Горное гнездо - Дмитрий Мамин-Сибиряк
Шрифт:
Интервал:
Закладка:
— Замечательная собака! — говорил Лаптев, лаская своего пойнтера. — Какую стойку делает! Раз выдержала дупеля час с четвертью. Таких собак только две по всей России: у меня и у барона N.
— А сколько она стоит? — любопытствовал кто-то.

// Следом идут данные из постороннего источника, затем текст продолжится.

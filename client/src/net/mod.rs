//! Networking modules for the HRMS REST API.
//!
//! SYSTEM CONTEXT
//! ==============
//! `api` performs the HTTP calls and normalizes failures into
//! `session::ApiError`; `types` holds the request/response bodies.

pub mod api;
pub mod types;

— Вздор… Тысячи две, кажется.
— Ровно две тысячи, — подтвердил Прейн.
Наконец и завтрак был кончен. Серебряный рог протрубил сбор в третий раз, и Майзель скомандовал на коня. До Куржака было верст двадцать, но приходилось ехать верхами. Генерал тоже взмостился в седло и неловко держал поводья обеими руками, точно посаженная на лошадь монахиня; Родион Антоныч оказался верхом на мохноногом горбоносом киргизе. Около него вертелся и прыгал его сеттер Зарез, который до настоящей минуты находился на строгом попечении лесообъездчиков. Вся охотничья кавалькада длинным хвостом потянулась по западному склону горы, спускаясь по извилистой горной тропинке.

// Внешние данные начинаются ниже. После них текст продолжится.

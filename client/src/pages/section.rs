//! Placeholder screen for administrative sections.
//!
//! The HR and admin areas (departments, employees, reviews...) are routed and
//! guarded here; their CRUD screens live outside this app.

use leptos::prelude::*;
use leptos_router::hooks::use_location;

use crate::routes::{Page, ROUTES};

#[component]
pub fn SectionPage(page: Page) -> impl IntoView {
    let location = use_location();
    let record = move || {
        let path = location.pathname.get();
        ROUTES.match_path(&path).and_then(|m| m.param("id").map(str::to_owned))
    };

    view! {
        <div class="page section-page">
            <h1>{page.title()}</h1>
            {move || record().map(|id| view! { <p class="section-page__record">"Record #" {id}</p> })}
        </div>
    }
}
//! Host configuration parsed from environment variables.
//!
//! Required:
//! - `HRMS_API_URL`: base URL of the HRMS REST backend (`http://` or `https://`)
//!
//! Optional:
//! - `PORT`: listen port, default 3000
//! - `HRMS_API_TIMEOUT_SECS`: per-request timeout, default 30
//! - `HRMS_CONNECT_TIMEOUT_SECS`: connect timeout, default 5

#[cfg(test)]
#[path = "config_test.rs"]
mod config_test;

pub const DEFAULT_PORT: u16 = 3000;
pub const DEFAULT_API_TIMEOUT_SECS: u64 = 30;
pub const DEFAULT_CONNECT_TIMEOUT_SECS: u64 = 5;

#[derive(Debug, thiserror::Error, PartialEq, Eq)]
pub enum ConfigError {
    #[error("missing required environment variable {var}")]
    Missing { var: &'static str },
    #[error("invalid value for {var}: {value:?}")]
    Invalid { var: &'static str, value: String },
}

#[derive(Debug, Clone, Copy, PartialEq, Eq)]
pub struct Timeouts {
    pub request_secs: u64,
    pub connect_secs: u64,
}

#[derive(Debug, Clone, PartialEq, Eq)]
pub struct Config {
    /// Backend base URL without a trailing slash.
    pub api_url: String,
    pub port: u16,
    pub timeouts: Timeouts,
}

impl Config {
    /// Build config from the process environment.
    ///
    /// # Errors
    ///
    /// Returns [`ConfigError`] when `HRMS_API_URL` is missing or a value does
    /// not parse.
    pub fn from_env() -> Result<Self, ConfigError> {
        Self::from_lookup(|key| std::env::var(key).ok())
    }

    /// Build config from an arbitrary key lookup.
    ///
    /// # Errors
    ///
    /// See [`Config::from_env`].
    pub fn from_lookup(lookup: impl Fn(&str) -> Option<String>) -> Result<Self, ConfigError> {
        let raw_url = lookup("HRMS_API_URL").ok_or(ConfigError::Missing { var: "HRMS_API_URL" })?;
        let api_url = parse_api_url(&raw_url)?;
        let port = parse_or("PORT", lookup("PORT"), DEFAULT_PORT)?;
        let timeouts = Timeouts {
            request_secs: parse_or("HRMS_API_TIMEOUT_SECS", lookup("HRMS_API_TIMEOUT_SECS"), DEFAULT_API_TIMEOUT_SECS)?,
            connect_secs: parse_or(
                "HRMS_CONNECT_TIMEOUT_SECS",
                lookup("HRMS_CONNECT_TIMEOUT_SECS"),
                DEFAULT_CONNECT_TIMEOUT_SECS,
            )?,
        };
        Ok(Self { api_url, port, timeouts })
    }
}

fn parse_api_url(raw: &str) -> Result<String, ConfigError> {
    let trimmed = raw.trim().trim_end_matches('/');
    let host = trimmed
        .strip_prefix("https://")
        .or_else(|| trimmed.strip_prefix("http://"))
        .unwrap_or_default();
    if host.is_empty() {
        return Err(ConfigError::Invalid { var: "HRMS_API_URL", value: raw.to_owned() });
    }
    Ok(trimmed.to_owned())
}

fn parse_or<T: std::str::FromStr>(var: &'static str, raw: Option<String>, default: T) -> Result<T, ConfigError> {
    match raw.as_deref().map(str::trim) {
        None | Some("") => Ok(default),
        Some(value) => value.parse().map_err(|_| ConfigError::Invalid { var, value: value.to_owned() }),
    }
}

use leptos::prelude::*;

/// Shown when the guard rejects a role.
#[component]
pub fn NotAuthorizedPage() -> impl IntoView {
    view! {
        <div class="page page--center">
            <h1>"Not authorized"</h1>
            <p>"Your role does not have access to that page."</p>
            <a class="btn" href="/">"Go to my dashboard"</a>
        </div>
    }
}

Когда съехали с Рассыпного Камня, тропинка расширилась, так что можно было ехать двоим в ряд. Генерал воспользовался этим случаем и, выровняв своего скакуна с английской охотничьей лошадью набоба, принялся отчитывать ему по части тех проклятых экономических вопросов, которые никогда не выходили из генеральской головы. Набоб слушал молча и наблюдал за движением ушей своей лошади, которая чутко прислушивалась к каждому шороху, вздрагивала и напряженно взмахивала своим куцым энглизированным хвостом. Увлекшись своей речью, генерал не хотел замечать, что Евгений Константиныч думает совсем о другом и только делает вид, что внимательно слушает его.

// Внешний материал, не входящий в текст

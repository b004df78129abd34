use super::*;

#[derive(Clone, Copy, Debug, PartialEq, Eq)]
enum Page {
    Login,
    AdminDashboard,
    HrDashboard,
    EmployeeDashboard,
    Onboarding,
    WaitingApproval,
    Profile,
}

fn table() -> RouteTable<Page> {
    RouteTable::new(vec![
        RouteDecl::public("/login", Page::Login),
        RouteDecl::protected("/admin/dashboard", Page::AdminDashboard).roles(&[Role::Admin]),
        RouteDecl::protected("/hr/dashboard", Page::HrDashboard).roles(&[Role::Hr]),
        RouteDecl::protected("/employee/dashboard", Page::EmployeeDashboard).roles(&[Role::Employee]),
        RouteDecl::protected("/employee/onboarding/*", Page::Onboarding).roles(&[Role::Employee]),
        RouteDecl::protected("/employee/waiting-approval", Page::WaitingApproval).roles(&[Role::Employee]),
        RouteDecl::protected("/profile", Page::Profile),
    ])
}

fn user(role_id: i64, status: Option<OnboardingStatus>) -> User {
    let mut user: User = serde_json::from_str(&format!(r#"{{"id":7,"role_id":{role_id}}}"#)).unwrap();
    user.onboarding_status = status;
    user
}

fn ctx<'a>(token: Option<&'a str>, user: Option<&'a User>) -> GuardContext<'a> {
    GuardContext { token, persisted_token: token.is_some(), user, loading: false }
}

fn verdict(ctx: &GuardContext<'_>, path: &str) -> Verdict {
    let paths = GuardPaths::default();
    resolve(&table(), ctx, path, &paths).verdict(&paths)
}

fn redirect(target: &str) -> Verdict {
    Verdict::Redirect(target.to_owned())
}

// =============================================================
// lookup
// =============================================================

#[test]
fn unknown_path_is_not_found_regardless_of_session() {
    let admin = user(1, None);
    assert_eq!(verdict(&ctx(None, None), "/payroll"), Verdict::NotFound);
    assert_eq!(verdict(&ctx(Some("t1"), Some(&admin)), "/payroll"), Verdict::NotFound);
}

#[test]
fn public_route_bypasses_guard() {
    assert_eq!(verdict(&ctx(None, None), "/login"), Verdict::Render);
    let paths = GuardPaths::default();
    let t = table();
    let resolution = resolve(&t, &ctx(None, None), "/login", &paths);
    assert!(matches!(resolution, Resolution::Public(_)));
    assert_eq!(resolution.route_match().map(|m| m.route.view), Some(Page::Login));
}

// =============================================================
// authentication
// =============================================================

#[test]
fn missing_token_redirects_to_login_whatever_the_user() {
    let admin = user(1, None);
    for session in [ctx(None, None), ctx(None, Some(&admin))] {
        assert_eq!(
            verdict(&session, "/admin/dashboard"),
            redirect("/login?from=%2Fadmin%2Fdashboard")
        );
    }
}

#[test]
fn login_redirect_preserves_query() {
    assert_eq!(
        verdict(&ctx(None, None), "/profile?tab=security"),
        redirect("/login?from=%2Fprofile%3Ftab%3Dsecurity")
    );
}

#[test]
fn storage_without_token_overrides_memory() {
    let admin = user(1, None);
    let session = GuardContext { persisted_token: false, ..ctx(Some("t1"), Some(&admin)) };
    assert!(matches!(
        evaluate(&session, &table().routes()[1], "/admin/dashboard", &GuardPaths::default()),
        GuardState::Unauthenticated { .. }
    ));
}

// =============================================================
// hydration
// =============================================================

#[test]
fn token_without_user_is_hydrating() {
    assert_eq!(verdict(&ctx(Some("t1"), None), "/profile"), Verdict::Loading);
    let loading = GuardContext { loading: true, ..ctx(Some("t1"), None) };
    assert_eq!(verdict(&loading, "/profile"), Verdict::Loading);
}

// =============================================================
// roles
// =============================================================

#[test]
fn role_outside_allow_list_is_denied() {
    let admin = user(1, None);
    assert_eq!(verdict(&ctx(Some("t1"), Some(&admin)), "/hr/dashboard"), redirect("/no-authorized"));
}

#[test]
fn unknown_role_is_denied_by_allow_list_but_not_by_open_route() {
    let odd = user(9, None);
    let session = ctx(Some("t1"), Some(&odd));
    assert_eq!(verdict(&session, "/hr/dashboard"), redirect("/no-authorized"));
    assert_eq!(verdict(&session, "/profile"), Verdict::Render);
}

#[test]
fn role_in_allow_list_renders() {
    let hr = user(2, None);
    assert_eq!(verdict(&ctx(Some("t1"), Some(&hr)), "/hr/dashboard"), Verdict::Render);
}

#[test]
fn role_check_runs_before_onboarding_check() {
    let pending = user(3, Some(OnboardingStatus::Pending));
    assert_eq!(verdict(&ctx(Some("t1"), Some(&pending)), "/hr/dashboard"), redirect("/no-authorized"));
}

// =============================================================
// onboarding
// =============================================================

#[test]
fn pending_approval_pins_to_waiting_page() {
    let employee = user(3, Some(OnboardingStatus::PendingApproval));
    let session = ctx(Some("t1"), Some(&employee));
    assert_eq!(verdict(&session, "/employee/dashboard"), redirect("/employee/waiting-approval"));
    assert_eq!(verdict(&session, "/employee/onboarding/step-1"), redirect("/employee/waiting-approval"));
    assert_eq!(verdict(&session, "/profile"), redirect("/employee/waiting-approval"));
    assert_eq!(verdict(&session, "/employee/waiting-approval"), Verdict::Render);
    assert_eq!(verdict(&session, "/employee/waiting-approval/"), Verdict::Render);
}

#[test]
fn in_progress_pins_to_onboarding_flow() {
    let employee = user(3, Some(OnboardingStatus::InProgress));
    let session = ctx(Some("t1"), Some(&employee));
    assert_eq!(verdict(&session, "/employee/dashboard"), redirect("/employee/onboarding"));
    assert_eq!(verdict(&session, "/employee/onboarding/step-2"), Verdict::Render);
    assert_eq!(verdict(&session, "/employee/onboarding"), Verdict::Render);
}

#[test]
fn pending_behaves_like_in_progress() {
    let employee = user(3, Some(OnboardingStatus::Pending));
    let session = ctx(Some("t1"), Some(&employee));
    assert_eq!(verdict(&session, "/profile"), redirect("/employee/onboarding"));
    assert_eq!(verdict(&session, "/employee/onboarding/step-1?draft=1"), Verdict::Render);
}

#[test]
fn completed_or_missing_status_is_not_gated() {
    for status in [Some(OnboardingStatus::Completed), None] {
        let employee = user(3, status);
        assert_eq!(verdict(&ctx(Some("t1"), Some(&employee)), "/employee/dashboard"), Verdict::Render);
    }
}

#[test]
fn onboarding_status_ignored_for_non_employees() {
    let hr = user(2, Some(OnboardingStatus::InProgress));
    assert_eq!(verdict(&ctx(Some("t1"), Some(&hr)), "/hr/dashboard"), Verdict::Render);
}

#[test]
fn prefix_check_respects_segment_boundary() {
    assert!(is_under("/employee/onboarding", "/employee/onboarding"));
    assert!(is_under("/employee/onboarding/step-3", "/employee/onboarding/"));
    assert!(!is_under("/employee/onboarding-legacy", "/employee/onboarding"));
    assert!(!is_under("/employee", "/employee/onboarding"));
}

#[test]
fn evaluation_is_deterministic() {
    let employee = user(3, Some(OnboardingStatus::InProgress));
    let session = ctx(Some("t1"), Some(&employee));
    let first = verdict(&session, "/employee/dashboard");
    for _ in 0..10 {
        assert_eq!(verdict(&session, "/employee/dashboard"), first);
    }
}

// =============================================================
// login round trip helpers
// =============================================================

#[test]
fn from_param_decodes_login_redirect() {
    let url = login_redirect("/login", "/hr/employees?page=2");
    let query = url.split_once('?').map(|(_, q)| q).unwrap();
    assert_eq!(from_param(query).as_deref(), Some("/hr/employees?page=2"));
    assert_eq!(from_param("?from=%2Fprofile").as_deref(), Some("/profile"));
    assert_eq!(from_param("other=1"), None);
    assert_eq!(from_param("from="), None);
}

#[test]
fn return_target_prefers_local_from() {
    let hr = user(2, None);
    let paths = GuardPaths::default();
    assert_eq!(return_target(Some("/hr/employees"), &hr, &paths), "/hr/employees");
}

#[test]
fn return_target_rejects_foreign_or_login_targets() {
    let hr = user(2, None);
    let paths = GuardPaths::default();
    for from in ["https://evil.example", "//evil.example", "/\\evil", "/login?from=%2F", "relative"] {
        assert_eq!(return_target(Some(from), &hr, &paths), "/hr/dashboard", "from={from}");
    }
    assert_eq!(return_target(None, &hr, &paths), "/hr/dashboard");
}

#[test]
fn return_target_for_unknown_role_is_root() {
    let odd = user(42, None);
    assert_eq!(return_target(None, &odd, &GuardPaths::default()), "/");
}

— Теперь важно на самом деле проверить наши теоретические построения, — ораторствовал генерал, неловко повторяя своим телом тяжелый прыжок лошади через ямы. — Увидев заводы, фабрики и фабричных рабочих, я многое уяснил себе, что раньше являлось только отвлеченным понятием, логической выкладкой… На заводы нужно смотреть, как на одну громадную машину, где главной двигающей силой, к сожалению, остаются рабочие руки. Это варварство, с одной стороны, а с другой — слабое место всякой промышленности. Именно эта живая сила составляет основание всех недоразумений, а потому задача всех крупных предпринимателей — как возможно шире применять механические двигатели: воду, пар, электричество наконец. Я не хочу этим сказать, что нужно сокращать количество рабочих: нет, до этого мы не доживем, слава богу, потому что наша фабричная промышленность, собственно, еще в зародыше. Но важно предупредить печальное недоразумение, то есть перевес предложения рабочих рук над спросом. Россия в этом случае стоит, по сравнению с Западной Европой, в самых выгодных условиях, и для нее рабочий вопрос, в обширном смысле этого слова, только вопрос отдаленного будущего. Печальный пример более цивилизованных государств должен нам служить указанием не повторять чужих заблуждений, хотя Наполеон Первый и сказал, что чужие ошибки не делают нас умнее.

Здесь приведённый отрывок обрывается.